Saved entries:
· · · · · · ·

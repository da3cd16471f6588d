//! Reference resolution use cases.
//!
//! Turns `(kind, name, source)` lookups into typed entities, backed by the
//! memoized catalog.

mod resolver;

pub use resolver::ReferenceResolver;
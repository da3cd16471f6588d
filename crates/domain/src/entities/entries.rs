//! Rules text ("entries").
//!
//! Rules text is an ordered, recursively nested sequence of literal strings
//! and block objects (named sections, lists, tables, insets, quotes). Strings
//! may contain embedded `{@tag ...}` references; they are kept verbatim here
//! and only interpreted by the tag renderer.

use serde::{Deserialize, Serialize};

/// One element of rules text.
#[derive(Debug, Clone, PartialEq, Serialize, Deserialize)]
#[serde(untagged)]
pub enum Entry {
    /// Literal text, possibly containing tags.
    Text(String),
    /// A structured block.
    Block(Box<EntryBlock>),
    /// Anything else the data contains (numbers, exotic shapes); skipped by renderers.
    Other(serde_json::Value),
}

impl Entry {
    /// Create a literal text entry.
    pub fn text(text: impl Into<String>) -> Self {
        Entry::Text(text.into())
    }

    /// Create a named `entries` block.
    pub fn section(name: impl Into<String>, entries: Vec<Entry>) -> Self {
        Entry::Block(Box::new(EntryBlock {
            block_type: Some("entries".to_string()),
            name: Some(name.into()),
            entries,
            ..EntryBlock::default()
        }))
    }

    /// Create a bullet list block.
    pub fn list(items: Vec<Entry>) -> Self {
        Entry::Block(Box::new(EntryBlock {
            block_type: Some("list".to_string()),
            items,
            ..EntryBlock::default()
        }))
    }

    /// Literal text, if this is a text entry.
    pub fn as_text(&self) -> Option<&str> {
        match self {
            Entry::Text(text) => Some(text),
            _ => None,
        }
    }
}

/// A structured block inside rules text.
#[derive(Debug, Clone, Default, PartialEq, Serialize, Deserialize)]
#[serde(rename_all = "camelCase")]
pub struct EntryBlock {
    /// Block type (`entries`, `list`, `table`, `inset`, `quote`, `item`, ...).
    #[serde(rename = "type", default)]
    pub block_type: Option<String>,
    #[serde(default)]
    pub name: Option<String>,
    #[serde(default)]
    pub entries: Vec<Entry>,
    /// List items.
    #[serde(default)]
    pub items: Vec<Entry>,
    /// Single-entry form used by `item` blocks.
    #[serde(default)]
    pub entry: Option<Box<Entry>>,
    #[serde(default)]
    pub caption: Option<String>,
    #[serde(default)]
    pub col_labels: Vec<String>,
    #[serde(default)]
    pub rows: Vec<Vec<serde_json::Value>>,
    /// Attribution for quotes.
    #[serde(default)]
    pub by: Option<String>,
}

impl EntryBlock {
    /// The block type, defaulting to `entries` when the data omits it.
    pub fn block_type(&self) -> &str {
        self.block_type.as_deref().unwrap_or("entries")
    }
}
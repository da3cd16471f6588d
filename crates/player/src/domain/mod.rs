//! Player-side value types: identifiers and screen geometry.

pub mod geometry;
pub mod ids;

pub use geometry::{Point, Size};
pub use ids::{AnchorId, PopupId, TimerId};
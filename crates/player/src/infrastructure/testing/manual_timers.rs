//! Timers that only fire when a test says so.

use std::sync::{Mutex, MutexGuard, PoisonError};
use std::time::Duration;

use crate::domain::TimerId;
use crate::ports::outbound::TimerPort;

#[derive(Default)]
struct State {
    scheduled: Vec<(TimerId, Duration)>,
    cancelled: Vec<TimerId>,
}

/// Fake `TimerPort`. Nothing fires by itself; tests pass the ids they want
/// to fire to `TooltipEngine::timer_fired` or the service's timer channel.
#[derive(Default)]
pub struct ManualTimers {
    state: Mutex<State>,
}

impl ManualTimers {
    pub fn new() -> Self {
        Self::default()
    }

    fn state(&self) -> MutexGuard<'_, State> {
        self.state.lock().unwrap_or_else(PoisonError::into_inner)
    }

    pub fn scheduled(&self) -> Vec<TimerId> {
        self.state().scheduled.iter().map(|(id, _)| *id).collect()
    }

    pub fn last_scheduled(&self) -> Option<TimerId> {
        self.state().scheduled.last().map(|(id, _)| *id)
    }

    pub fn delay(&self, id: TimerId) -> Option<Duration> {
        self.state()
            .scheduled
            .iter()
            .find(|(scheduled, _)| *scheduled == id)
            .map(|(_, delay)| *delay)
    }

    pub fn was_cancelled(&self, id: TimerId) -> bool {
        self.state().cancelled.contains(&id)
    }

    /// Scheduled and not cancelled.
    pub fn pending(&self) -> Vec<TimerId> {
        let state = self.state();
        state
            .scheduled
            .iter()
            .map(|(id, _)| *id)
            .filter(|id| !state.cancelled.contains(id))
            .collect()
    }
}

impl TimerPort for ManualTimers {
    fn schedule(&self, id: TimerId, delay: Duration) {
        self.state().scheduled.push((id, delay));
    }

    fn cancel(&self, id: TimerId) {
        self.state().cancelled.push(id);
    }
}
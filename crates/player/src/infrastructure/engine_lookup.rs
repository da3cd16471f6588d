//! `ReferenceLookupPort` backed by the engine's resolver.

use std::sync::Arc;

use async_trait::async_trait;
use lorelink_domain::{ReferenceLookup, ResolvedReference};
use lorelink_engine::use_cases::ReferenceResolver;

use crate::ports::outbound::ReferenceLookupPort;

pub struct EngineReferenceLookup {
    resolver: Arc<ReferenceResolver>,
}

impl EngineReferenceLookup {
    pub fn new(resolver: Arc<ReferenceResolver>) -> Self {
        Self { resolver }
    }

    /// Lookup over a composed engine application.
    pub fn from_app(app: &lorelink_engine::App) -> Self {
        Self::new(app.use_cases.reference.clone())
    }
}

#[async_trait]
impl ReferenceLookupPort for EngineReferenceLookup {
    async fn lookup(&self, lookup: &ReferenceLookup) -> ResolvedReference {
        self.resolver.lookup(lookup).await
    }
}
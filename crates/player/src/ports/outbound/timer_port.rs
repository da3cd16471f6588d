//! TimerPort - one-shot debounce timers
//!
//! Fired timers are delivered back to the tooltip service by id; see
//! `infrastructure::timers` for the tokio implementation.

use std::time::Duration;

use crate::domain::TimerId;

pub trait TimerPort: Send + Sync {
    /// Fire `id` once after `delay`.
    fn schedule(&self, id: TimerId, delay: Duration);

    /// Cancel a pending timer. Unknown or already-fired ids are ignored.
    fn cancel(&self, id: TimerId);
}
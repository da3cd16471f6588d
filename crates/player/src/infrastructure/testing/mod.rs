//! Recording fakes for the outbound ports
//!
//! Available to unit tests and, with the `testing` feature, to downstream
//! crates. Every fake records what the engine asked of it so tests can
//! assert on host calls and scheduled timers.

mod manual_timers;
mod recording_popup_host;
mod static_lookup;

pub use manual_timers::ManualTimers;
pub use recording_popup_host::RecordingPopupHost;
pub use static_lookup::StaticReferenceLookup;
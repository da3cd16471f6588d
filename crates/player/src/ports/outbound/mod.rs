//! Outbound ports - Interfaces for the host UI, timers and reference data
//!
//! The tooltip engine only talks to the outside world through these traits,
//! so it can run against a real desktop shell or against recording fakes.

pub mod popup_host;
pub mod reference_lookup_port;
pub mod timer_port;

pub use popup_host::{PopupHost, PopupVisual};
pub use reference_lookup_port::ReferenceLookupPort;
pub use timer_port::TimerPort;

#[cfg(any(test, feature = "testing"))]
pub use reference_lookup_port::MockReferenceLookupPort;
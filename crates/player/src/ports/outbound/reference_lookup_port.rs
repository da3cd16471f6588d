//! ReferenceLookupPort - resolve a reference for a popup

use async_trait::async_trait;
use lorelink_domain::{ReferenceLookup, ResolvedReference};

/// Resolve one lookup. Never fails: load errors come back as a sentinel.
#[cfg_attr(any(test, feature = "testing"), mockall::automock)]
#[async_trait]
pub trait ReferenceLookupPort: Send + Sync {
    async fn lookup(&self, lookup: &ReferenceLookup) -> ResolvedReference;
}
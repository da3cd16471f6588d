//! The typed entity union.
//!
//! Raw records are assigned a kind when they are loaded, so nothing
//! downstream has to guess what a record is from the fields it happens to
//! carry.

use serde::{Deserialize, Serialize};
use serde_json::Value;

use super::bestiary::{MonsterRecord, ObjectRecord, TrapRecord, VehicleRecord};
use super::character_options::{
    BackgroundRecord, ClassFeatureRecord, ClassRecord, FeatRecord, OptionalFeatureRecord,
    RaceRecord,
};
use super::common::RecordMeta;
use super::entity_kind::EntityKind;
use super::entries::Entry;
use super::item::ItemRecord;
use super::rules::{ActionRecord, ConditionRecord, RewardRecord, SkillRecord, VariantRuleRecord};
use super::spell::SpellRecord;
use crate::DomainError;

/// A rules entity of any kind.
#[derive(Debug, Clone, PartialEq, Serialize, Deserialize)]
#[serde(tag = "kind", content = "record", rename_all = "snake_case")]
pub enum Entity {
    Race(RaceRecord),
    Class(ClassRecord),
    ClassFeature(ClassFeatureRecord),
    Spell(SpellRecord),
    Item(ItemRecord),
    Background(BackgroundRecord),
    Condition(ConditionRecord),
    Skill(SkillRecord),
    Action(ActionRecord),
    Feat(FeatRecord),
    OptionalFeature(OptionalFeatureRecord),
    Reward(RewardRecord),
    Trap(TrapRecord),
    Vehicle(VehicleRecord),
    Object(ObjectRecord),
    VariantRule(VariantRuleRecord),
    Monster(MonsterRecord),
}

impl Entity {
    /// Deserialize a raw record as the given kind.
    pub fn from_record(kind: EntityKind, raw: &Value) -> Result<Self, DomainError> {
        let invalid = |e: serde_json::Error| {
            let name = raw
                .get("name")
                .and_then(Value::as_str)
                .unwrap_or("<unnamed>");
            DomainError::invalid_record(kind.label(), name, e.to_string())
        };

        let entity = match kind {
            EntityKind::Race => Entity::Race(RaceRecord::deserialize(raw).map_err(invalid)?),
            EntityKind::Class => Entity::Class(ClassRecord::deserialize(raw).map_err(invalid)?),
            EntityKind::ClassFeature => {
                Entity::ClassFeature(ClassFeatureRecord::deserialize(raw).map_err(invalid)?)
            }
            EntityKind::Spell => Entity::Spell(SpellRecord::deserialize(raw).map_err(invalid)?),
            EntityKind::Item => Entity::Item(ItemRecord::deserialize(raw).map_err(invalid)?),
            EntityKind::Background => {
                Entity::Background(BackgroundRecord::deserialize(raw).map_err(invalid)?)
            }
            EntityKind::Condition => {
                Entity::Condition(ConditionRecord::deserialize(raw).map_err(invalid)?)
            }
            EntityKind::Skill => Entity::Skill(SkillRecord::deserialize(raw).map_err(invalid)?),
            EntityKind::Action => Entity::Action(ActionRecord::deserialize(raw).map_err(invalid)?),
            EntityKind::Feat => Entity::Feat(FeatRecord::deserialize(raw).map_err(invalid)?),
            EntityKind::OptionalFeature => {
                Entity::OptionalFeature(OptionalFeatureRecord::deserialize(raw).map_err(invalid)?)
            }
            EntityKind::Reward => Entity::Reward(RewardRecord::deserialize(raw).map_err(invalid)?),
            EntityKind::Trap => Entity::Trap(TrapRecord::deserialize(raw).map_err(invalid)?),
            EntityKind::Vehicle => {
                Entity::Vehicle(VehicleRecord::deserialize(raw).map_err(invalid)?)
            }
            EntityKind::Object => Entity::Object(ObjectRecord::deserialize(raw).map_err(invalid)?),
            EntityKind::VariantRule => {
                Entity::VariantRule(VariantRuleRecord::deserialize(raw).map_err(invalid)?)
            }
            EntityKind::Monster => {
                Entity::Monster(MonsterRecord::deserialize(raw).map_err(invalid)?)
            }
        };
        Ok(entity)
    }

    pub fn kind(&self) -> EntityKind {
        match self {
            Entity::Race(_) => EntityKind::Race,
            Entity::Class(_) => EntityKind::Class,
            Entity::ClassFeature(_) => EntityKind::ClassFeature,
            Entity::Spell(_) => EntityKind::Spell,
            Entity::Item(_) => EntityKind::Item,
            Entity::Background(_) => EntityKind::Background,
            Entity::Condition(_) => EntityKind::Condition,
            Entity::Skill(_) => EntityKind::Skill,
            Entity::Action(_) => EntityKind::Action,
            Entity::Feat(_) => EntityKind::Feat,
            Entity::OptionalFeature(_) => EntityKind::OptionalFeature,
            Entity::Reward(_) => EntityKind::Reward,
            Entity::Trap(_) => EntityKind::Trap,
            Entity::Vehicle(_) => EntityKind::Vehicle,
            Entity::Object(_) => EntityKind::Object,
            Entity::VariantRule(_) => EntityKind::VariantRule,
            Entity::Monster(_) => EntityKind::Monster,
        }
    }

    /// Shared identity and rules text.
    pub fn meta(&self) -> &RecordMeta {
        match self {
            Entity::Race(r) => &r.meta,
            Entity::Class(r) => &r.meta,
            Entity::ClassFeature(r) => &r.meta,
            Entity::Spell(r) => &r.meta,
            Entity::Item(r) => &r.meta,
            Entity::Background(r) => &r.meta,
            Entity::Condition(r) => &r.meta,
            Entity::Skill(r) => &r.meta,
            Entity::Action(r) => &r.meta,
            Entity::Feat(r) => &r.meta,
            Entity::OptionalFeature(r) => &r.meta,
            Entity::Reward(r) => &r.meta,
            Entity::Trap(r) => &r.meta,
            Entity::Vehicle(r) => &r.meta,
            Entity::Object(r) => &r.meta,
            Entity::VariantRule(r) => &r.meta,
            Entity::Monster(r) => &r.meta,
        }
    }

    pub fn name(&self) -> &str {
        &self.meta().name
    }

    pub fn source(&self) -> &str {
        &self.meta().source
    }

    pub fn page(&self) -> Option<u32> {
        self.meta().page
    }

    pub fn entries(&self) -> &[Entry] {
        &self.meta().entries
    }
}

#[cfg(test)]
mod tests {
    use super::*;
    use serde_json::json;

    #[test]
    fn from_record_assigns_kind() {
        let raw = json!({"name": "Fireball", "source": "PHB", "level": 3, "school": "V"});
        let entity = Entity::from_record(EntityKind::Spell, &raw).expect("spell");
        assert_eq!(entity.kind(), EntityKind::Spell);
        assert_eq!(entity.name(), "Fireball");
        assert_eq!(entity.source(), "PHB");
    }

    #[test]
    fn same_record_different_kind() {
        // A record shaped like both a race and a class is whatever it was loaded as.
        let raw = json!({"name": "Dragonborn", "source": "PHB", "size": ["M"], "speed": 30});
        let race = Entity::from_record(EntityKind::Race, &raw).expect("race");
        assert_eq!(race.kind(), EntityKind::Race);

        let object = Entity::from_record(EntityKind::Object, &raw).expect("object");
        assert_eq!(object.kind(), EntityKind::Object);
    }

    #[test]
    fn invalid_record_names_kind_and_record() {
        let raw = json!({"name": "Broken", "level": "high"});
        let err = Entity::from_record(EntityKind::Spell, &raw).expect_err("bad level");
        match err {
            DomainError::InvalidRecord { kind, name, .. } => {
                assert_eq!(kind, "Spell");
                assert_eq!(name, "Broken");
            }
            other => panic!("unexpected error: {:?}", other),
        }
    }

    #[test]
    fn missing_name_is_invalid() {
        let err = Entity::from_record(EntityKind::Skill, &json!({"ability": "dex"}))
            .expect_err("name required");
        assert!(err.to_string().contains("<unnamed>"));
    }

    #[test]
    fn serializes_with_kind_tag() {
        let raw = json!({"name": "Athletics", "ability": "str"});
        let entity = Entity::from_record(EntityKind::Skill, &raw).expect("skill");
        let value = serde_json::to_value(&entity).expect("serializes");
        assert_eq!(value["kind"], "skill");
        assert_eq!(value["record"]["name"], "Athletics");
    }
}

· · · · · · ·

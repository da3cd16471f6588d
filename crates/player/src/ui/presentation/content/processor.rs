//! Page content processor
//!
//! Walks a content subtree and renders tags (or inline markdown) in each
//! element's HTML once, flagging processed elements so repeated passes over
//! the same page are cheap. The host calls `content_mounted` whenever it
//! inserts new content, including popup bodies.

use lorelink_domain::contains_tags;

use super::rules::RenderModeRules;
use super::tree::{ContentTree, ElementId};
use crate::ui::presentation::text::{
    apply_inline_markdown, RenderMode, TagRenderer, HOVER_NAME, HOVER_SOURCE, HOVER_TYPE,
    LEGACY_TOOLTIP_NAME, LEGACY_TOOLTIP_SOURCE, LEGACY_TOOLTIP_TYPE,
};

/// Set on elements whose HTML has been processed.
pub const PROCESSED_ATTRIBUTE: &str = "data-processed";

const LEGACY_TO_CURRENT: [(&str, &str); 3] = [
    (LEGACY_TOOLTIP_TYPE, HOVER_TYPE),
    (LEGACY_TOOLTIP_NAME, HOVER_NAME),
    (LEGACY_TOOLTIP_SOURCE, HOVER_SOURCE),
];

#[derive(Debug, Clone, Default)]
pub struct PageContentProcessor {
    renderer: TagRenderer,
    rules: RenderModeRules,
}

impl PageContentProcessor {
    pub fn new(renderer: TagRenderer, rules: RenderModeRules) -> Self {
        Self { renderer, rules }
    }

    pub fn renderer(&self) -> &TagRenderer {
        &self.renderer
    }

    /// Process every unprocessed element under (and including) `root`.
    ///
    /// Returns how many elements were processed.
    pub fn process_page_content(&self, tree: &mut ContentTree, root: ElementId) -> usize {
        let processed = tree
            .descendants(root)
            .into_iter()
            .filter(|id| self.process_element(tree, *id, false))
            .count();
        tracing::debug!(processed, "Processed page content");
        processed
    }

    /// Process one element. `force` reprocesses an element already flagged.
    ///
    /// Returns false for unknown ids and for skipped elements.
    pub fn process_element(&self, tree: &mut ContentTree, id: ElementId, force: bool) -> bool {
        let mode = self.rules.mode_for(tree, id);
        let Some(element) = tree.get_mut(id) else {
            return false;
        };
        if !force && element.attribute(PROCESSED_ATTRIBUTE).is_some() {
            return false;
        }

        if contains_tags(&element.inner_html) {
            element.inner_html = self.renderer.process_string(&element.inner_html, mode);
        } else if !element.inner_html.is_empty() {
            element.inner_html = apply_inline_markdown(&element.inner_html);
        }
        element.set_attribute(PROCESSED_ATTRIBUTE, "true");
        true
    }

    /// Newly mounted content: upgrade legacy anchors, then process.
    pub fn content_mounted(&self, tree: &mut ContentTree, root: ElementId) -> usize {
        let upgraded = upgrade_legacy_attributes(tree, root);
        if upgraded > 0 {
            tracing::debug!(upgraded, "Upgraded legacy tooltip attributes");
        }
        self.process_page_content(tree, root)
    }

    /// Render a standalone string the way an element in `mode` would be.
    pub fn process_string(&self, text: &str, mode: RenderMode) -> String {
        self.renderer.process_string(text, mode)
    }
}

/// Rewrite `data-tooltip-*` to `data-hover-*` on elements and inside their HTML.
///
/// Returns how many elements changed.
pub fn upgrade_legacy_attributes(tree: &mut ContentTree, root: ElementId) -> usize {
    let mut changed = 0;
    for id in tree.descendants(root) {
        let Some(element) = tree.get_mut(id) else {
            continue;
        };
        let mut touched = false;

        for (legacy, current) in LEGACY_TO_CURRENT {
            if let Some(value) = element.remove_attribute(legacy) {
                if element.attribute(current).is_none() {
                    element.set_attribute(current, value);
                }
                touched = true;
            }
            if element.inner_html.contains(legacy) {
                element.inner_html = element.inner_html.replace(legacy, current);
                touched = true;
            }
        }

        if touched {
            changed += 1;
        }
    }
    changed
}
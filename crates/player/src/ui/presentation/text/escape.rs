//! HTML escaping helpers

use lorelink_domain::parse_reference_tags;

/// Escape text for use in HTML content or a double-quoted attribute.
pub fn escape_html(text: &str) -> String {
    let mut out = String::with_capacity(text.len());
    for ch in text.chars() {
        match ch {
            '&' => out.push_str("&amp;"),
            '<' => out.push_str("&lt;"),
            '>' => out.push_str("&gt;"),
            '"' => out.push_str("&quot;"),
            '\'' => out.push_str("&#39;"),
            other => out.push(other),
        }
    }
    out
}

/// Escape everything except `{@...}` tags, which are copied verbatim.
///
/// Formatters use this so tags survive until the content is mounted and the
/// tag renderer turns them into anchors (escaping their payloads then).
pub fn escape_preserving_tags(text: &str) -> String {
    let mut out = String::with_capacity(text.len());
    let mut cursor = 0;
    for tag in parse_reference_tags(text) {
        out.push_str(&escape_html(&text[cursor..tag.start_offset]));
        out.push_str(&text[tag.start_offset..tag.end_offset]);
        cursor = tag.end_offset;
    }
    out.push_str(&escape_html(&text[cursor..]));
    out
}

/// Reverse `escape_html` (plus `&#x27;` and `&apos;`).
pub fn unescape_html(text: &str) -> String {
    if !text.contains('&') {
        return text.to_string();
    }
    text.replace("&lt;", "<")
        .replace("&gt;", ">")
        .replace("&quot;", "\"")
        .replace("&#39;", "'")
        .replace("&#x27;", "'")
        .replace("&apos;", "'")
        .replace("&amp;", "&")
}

· · · · · · ·

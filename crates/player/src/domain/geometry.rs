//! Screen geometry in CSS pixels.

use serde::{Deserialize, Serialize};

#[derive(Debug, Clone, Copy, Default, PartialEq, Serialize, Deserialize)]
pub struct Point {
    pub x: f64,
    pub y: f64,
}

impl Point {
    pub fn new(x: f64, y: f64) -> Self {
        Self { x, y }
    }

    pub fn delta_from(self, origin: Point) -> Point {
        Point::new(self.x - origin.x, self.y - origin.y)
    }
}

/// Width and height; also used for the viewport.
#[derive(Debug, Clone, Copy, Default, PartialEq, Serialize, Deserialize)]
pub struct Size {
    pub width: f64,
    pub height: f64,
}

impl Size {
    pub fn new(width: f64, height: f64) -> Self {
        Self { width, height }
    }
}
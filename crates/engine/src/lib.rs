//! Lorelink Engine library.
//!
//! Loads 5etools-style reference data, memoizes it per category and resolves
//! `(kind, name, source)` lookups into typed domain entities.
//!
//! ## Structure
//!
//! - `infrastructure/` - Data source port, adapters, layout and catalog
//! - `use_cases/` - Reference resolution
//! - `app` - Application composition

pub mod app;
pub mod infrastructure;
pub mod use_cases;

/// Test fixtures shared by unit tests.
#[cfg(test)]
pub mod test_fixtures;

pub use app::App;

· · · · · · ·

Please report every line of the records above that contains the word "verbatim".

• **FINAL ANSWER**:
//! may contain embedded `{@tag ...}` references; they are kept verbatim here
/// Escape everything except `{@...}` tags, which are copied verbatim.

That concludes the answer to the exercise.